Before starting ensure there are appropriate indications for a femoral nerve block and no contraindications. Consent the patient and advise them on the likely duration of block. Emphasise that assistance will be required to mobilise (due to quadriceps muscle weakness) until the block has completely worn off.

Ensure the site/side is clearly marked, the patient is monitored and cannulated and that appropriate, assistance, equipment and resuscitation drugs are available. For complete details on preparation for peripheral nerve blocks please see ATOTW tutorial no.134 “Peripheral nerve blocks – Getting started”.

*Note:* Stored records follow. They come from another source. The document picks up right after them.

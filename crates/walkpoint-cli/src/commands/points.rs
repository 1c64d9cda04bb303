//! Points commands: earning, balances, limits, history.

use anyhow::{Result, bail};
use walkpoint_core::{AdViewEvent, BonusGrant, PointsLedger, SystemClock};

use super::print_json;

/// Credit a rewarded-ad view.
pub fn ad_view(
    ledger: &PointsLedger<SystemClock>,
    user: &str,
    view_id: &str,
    ad_unit: &str,
    watched_ms: Option<u64>,
    completed: bool,
    json: bool,
) -> Result<()> {
    let event = AdViewEvent {
        view_id: view_id.to_string(),
        ad_unit_id: ad_unit.to_string(),
        watched_ms,
        completed,
    };
    let today = chrono::Utc::now().date_naive();
    let outcome = ledger.earn_from_ad(user, today, &event)?;

    if json {
        return print_json(&serde_json::json!({
            "transaction": outcome.transaction,
            "counters": outcome.counters,
        }));
    }
    match outcome.transaction {
        Some(txn) => println!(
            "Awarded {} point(s) for ad view, balance {}",
            txn.amount, txn.balance_after
        ),
        None => println!("Nothing to award (limit reached, duplicate, or incomplete view)"),
    }
    Ok(())
}

/// Grant a scheduled bonus.
pub fn bonus(
    ledger: &PointsLedger<SystemClock>,
    user: &str,
    kind: &str,
    referred: Option<&str>,
    json: bool,
) -> Result<()> {
    let grant = match kind {
        "daily_login" => BonusGrant::DailyLogin,
        "weekly_goal" => BonusGrant::WeeklyGoal,
        "monthly_challenge" => BonusGrant::MonthlyChallenge,
        "referral" => match referred {
            Some(referred) => BonusGrant::Referral {
                referred_user_id: referred.to_string(),
            },
            None => bail!("--referred is required for referral bonuses"),
        },
        other => bail!(
            "unknown bonus kind '{other}' (expected daily_login, weekly_goal, monthly_challenge, or referral)"
        ),
    };

    let outcome = ledger.earn_bonus(user, &grant)?;

    if json {
        return print_json(&serde_json::json!({
            "transaction": outcome.transaction,
        }));
    }
    match outcome.transaction {
        Some(txn) => println!(
            "Granted {} bonus point(s), balance {}",
            txn.amount, txn.balance_after
        ),
        None => println!("Bonus already granted for this period"),
    }
    Ok(())
}

/// Show balance figures.
pub fn balance(ledger: &PointsLedger<SystemClock>, user: &str, json: bool) -> Result<()> {
    let summary = ledger.balance_summary(user)?;

    if json {
        return print_json(&summary);
    }
    println!("Balance:         {}", summary.balance);
    println!("Earned today:    {}", summary.earned_today);
    println!("Earned lifetime: {}", summary.lifetime_earned);
    Ok(())
}

/// Show today's cap usage.
pub fn limits(ledger: &PointsLedger<SystemClock>, user: &str, json: bool) -> Result<()> {
    let limits = ledger.daily_limits(user)?;

    if json {
        return print_json(&limits);
    }
    println!("Steps points: {}/{}", limits.steps.current, limits.steps.max);
    println!("Ad points:    {}/{}", limits.ads.current, limits.ads.max);
    println!("Total today:  {}/{}", limits.total.current, limits.total.max);
    Ok(())
}

/// List transaction history, newest first.
pub fn history(
    ledger: &PointsLedger<SystemClock>,
    user: &str,
    page: u64,
    page_size: u64,
    json: bool,
) -> Result<()> {
    let transactions = ledger.history(user, page, page_size)?;

    if json {
        return print_json(&transactions);
    }
    if transactions.is_empty() {
        println!("No transactions on page {page}");
        return Ok(());
    }
    for txn in transactions {
        println!(
            "{}  {:>+5}  {:>6}  {:<10}  {}",
            txn.created_at.format("%Y-%m-%d %H:%M:%S"),
            txn.amount,
            txn.balance_after,
            txn.kind,
            txn.description
        );
    }
    Ok(())
}

/// Show earning and spending statistics.
pub fn stats(ledger: &PointsLedger<SystemClock>, user: &str, json: bool) -> Result<()> {
    let stats = ledger.points_statistics(user)?;

    if json {
        return print_json(&stats);
    }
    println!("Total earned:   {}", stats.total_earned);
    println!("Total redeemed: {}", stats.total_redeemed);
    println!("Average daily:  {:.1}", stats.average_daily);
    match stats.best_day {
        Some((day, points)) => println!("Best day:       {day} ({points} points)"),
        None => println!("Best day:       none yet"),
    }
    Ok(())
}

Specific equipment required

  • 22-gauge 5cm long, short-bevelled insulated stimulating regional block needle.
  • Skin antiseptic solution.
  • Sterile gloves, marking pen and surface electrode.
  • Peripheral nerve stimulator.
  • 1-2 ml of 1% lignocaine for skin infiltration in awake patients.
  • 20 ml of long-acting local anaesthetic, e.g. 0.25-0.5% Bupivacaine, Levobupivacaine or 0.2- 0.75% Ropivacaine.

PROCEDURE

Where possible the block should be performed on awake or lightly sedated patients3. This is because intra-neural needle placement may be detected earlier if the patient complains of pain on injection. In addition early symptoms of local anaesthetic toxicity such as tinnitus and confusion can be detected in awake patients. However, if spinal anaesthesia is also required this is usually performed first.

Landmarks

  • Place the patient supine with leg extended.
  • Identify the inguinal ligament by drawing a line between the anterior superior iliac spine and the pubic symphysis. The femoral nerve passes through the centre of this line and is at its most superficial at the level of the inguinal crease.
  • Palpate and mark the femoral pulse at the inguinal ligament.
Figure 3.

Figure 3. The inguinal ligament (black line) and the femoral pulse (red line) have been marked.

Performance of block

  • The operator should stand on the side that is to be blocked, facing the patient.
  • Clean the skin with antiseptic solution.
  • Use 1-2mls of 1% lignocaine to anaesthetise the skin in awake patients.
  • Attach the positive electrode of the nerve stimulator to the patient and the negative electrode to the needle.
  • Ensure the pulse frequency of the nerve stimulator is set to 2Hz, and the pulse width to 100µs. A longer pulse width may be required in diabetic patients. If performing the block on an awake patient with a fracture it may be better to use a pulse frequency of 1Hz. Initially set the current output of the nerve stimulator to 1 or 2mA. For full details on the use of nerve stimulators for peripheral nerve blocks please see ATOTW tutorial no.149 “Nerve stimulation for peripheral nerve blockade”.
  • Prepare a syringe of local anaesthetic, attach it to the needle and flush.
  • Use sterile gloves and maintain a ‘no-touch’ technique.
  • Needle entry point should be 1-1.5cm lateral to the artery at the midpoint of the inguinal ligament. It is recommended to palpate the femoral artery with the non-needling hand throughout the block. Stay close to the inguinal ligament, usually 1-2cm distal, as the nerve divides soon after this.
  • Insert the needle through the skin and ensure that a circuit between the patient and the nerve stimulator has been completed. Most nerve stimulators have an audible beep or flashing light to indicate this.
  • Direct the needle cephalad toward the centre of the inguinal ligament line at an angle of approximately 30 º to 45º.
Figure 4.

Figure 4. Needle entry is 1-1.5cm lateral to the artery and 1-2cm distal to the inguinal ligament. Aim cephalad toward the centre of the inguinal ligament line at an angle of approximately 30 º to 45º.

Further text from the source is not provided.